Wednesday, January 10, 2024

(Don't Fear the) Repercussions: Max Roach 100



Max Roach Quartet - Nommo (excerpt)


We're starting the postings for 2024 where they oughta start: the centennial of one of the foremost figures in not just Jazz, but modern music in general.

I know I've covered this cat a bunch of times, but he's definitely on the Cleared For Repetition list.

Easily one of the most musical drummers ever to pick up a pair of sticks, no percussion person has ever combined the melodic touch with the smash-bam attack the way he did.

What do you say?
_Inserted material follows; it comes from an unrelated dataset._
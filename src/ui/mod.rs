pub mod icons;
pub mod progress;

pub use progress::ProductionUI;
He burst out way back in the 1940s at the dawn of Bop, playing in the bands of Charlie Parker, Dizzy Gillespie, Coleman Hawkins and Miles Davis.... and that was just on Tuesdays!

Surely one of the primary architects of the Be-bop drum vocabulary, he exploded onto the scene almost fully formed and revolutionized the back line not just for Jazz players, but for everybody.
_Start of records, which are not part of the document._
//! Work and chapter status: `quill status`.

use anyhow::Result;
use console::style;
use std::path::Path;

use quill::audit::AuditLogger;
use quill::work::{ItemStatus, Work, WorkId, WorkStore};
use quill::workflow::StateJournal;

use super::super::Cli;
use super::services::open_project;

pub fn cmd_status(project_dir: &Path, cli: &Cli, work: Option<&str>) -> Result<()> {
    let project = open_project(project_dir, cli)?;
    let config = &project.config;
    let store = WorkStore::new(config.works_dir.clone());

    let Some(work_id) = work else {
        let works = store.list()?;
        if works.is_empty() {
            println!("No works yet. Create one with `quill create-work --outline <file>`.");
            return Ok(());
        }
        println!();
        for work in &works {
            print_work_line(work);
        }
        println!();
        return Ok(());
    };

    let work = store.load(&WorkId::new(work_id))?;
    let journal = StateJournal::new(config.state_file.clone());
    let entries = journal.entries_for(&work.id)?;

    println!();
    println!("{} ({})", style(&work.title).bold(), work.id);
    if !work.genre.is_empty() {
        println!("Genre: {}", work.genre);
    }
    println!();
    println!(
        "  {:>4}  {:<10} {:>4} {:>4}  {:<19}  {}",
        "#", "status", "rev", "att", "updated", "title"
    );
    for item in &work.items {
        let updated = entries
            .iter()
            .rev()
            .find(|e| e.chapter == item.sequence)
            .map(|e| e.timestamp.format("%Y-%m-%d %H:%M:%S").to_string())
            .unwrap_or_else(|| "-".to_string());
        println!(
            "  {:>4}  {:<10} {:>4} {:>4}  {:<19}  {}",
            item.sequence,
            styled_status(item.status),
            item.revisions,
            item.attempts,
            updated,
            item.display_title()
        );
    }
    println!();

    let audit = AuditLogger::new(&config.audit_dir);
    match audit.latest_report(&work.id)? {
        Some(report) => println!("Last audit: {}", report.summary()),
        None => println!("Last audit: none"),
    }
    println!();
    Ok(())
}

fn print_work_line(work: &Work) {
    let counts = work
        .status_counts()
        .into_iter()
        .map(|(status, n)| format!("{n} {status}"))
        .collect::<Vec<_>>()
        .join(", ");
    println!(
        "  {:<24} {} [{}]",
        style(&work.id).cyan(),
        work.title,
        counts
    );
}

fn styled_status(status: ItemStatus) -> String {
    let padded = format!("{:<10}", status.to_string());
    match status {
        ItemStatus::Accepted => style(padded).green().to_string(),
        ItemStatus::Failed => style(padded).red().to_string(),
        ItemStatus::Pending => style(padded).dim().to_string(),
        _ => style(padded).yellow().to_string(),
    }
}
One time I saw him play and he took a 15 minute solo.... on just his hi-hat stand.

In 1952 our hero made another crucial innovation, becoming (with Charles Mingus) co-owners of their own label: one of the first instances of artists taking that sort of control.

This label, called Debut, saw the release of the famous Jazz At Massey Hall all-star concert, as well as a passel of Fifties Jazz essentials.
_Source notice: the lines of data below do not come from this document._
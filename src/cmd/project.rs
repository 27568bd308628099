//! Project initialization and work creation.

use anyhow::Result;
use std::path::Path;

use quill::config::Config;
use quill::quill_config::{CliOverrides, QuillToml};
use quill::work::{OutlineFile, WorkStore};

use super::super::Cli;
use super::services::open_project;

pub fn cmd_init(project_dir: &Path) -> Result<()> {
    let config = Config::new(project_dir.to_path_buf(), &CliOverrides::default())?;
    let was_initialized = config.is_initialized();
    config.ensure_directories()?;

    if !config.config_file.exists() {
        QuillToml::default().save(&config.config_file)?;
    }

    if was_initialized {
        println!(
            "Quill project already initialized at {}",
            config.quill_dir.display()
        );
        println!("Directory structure verified.");
        return Ok(());
    }

    println!("Initialized quill project at {}", config.quill_dir.display());
    println!();
    println!("Created directory structure:");
    println!("  .quill/");
    println!("  ├── quill.toml    # Configuration (use `quill config show`)");
    println!("  ├── works/        # Outlines and accepted chapters");
    println!("  ├── memory/       # Per-work memory records");
    println!("  ├── audit/        # Run logs and consistency reports");
    println!("  └── logs/         # Diagnostic logs");
    println!();
    println!("Next steps:");
    println!("  1. Set QUILL_API_KEY (or add it to .env)");
    println!("  2. Run `quill create-work --outline outline.toml`");
    println!("  3. Run `quill write --work <id>` to start producing chapters");
    Ok(())
}

pub fn cmd_create_work(project_dir: &Path, cli: &Cli, outline: &Path) -> Result<()> {
    let project = open_project(project_dir, cli)?;
    let config = &project.config;

    let work = OutlineFile::load(outline)?.into_work(&config.settings.chapter)?;
    let store = WorkStore::new(config.works_dir.clone());
    store.create(&work)?;

    println!(
        "Created work '{}' ({}) with {} chapters",
        work.title,
        console::style(&work.id).cyan(),
        work.items.len()
    );
    println!();
    println!("Run `quill write --work {}` to start producing chapters.", work.id);
    Ok(())
}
From there he went on to form a band with trumpet deity Clifford Brown, cut short by that legend's untimely 1956 death in a car accident.

After that -- you'll forgive me if the career recap for this dude reads like the Complete History of Jazz -- he backed Dinah Washington and began churning out his own, seminal platters.

In the Sixties he got involved with social activism and began to produce Civil Rights-themed Hard Bop concept albums like We Insist! and Members Don't Git Weary, some of the most popular and integral Jazz records of the time.

The 1970s saw him lead his own groups, culminating with the formation of his percussion army, M'Boom, towards that decade's close.

Did I mention he is Fab Five Freddy's godfather? He died in 2007 after decades upon decades driving music forward, so Max Roach -- as mighty and influential a musician as shall ever live -- would have been 100 years old today.

I twisted up a remaster of this tremendous bootleg of one of his stranger bands of the 1970s to honor the occasion, as I am sometimes wont to do.


Max Roach Quartet
Subway
Köln, Germany
3.8.1977

01 It's Time
02 Drums In Five
03 St. Louis Blues
04 Nommo/For Big Sid
05 'Round Midnight

Total time: 1:54:22
disc break goes after Track 03

Suleiman Hakim - alto saxophone
Clifford Adams - trombone
Calvin Hill - bass
Max Roach - drums

off-air master reel of the original NDR broadcast
slightly edited, denoised and remastered by EN, January 2024
720 MB FLAC/direct link


He sure loved to count those beats, I know that's right.

I'll return in a week with more, but make sure you honor the legacy of the great Max Roach on his centennial today, and get a taste of this brilliant 1977 show... it's two hours of what made him the towering figure he was and shall ever be!--J.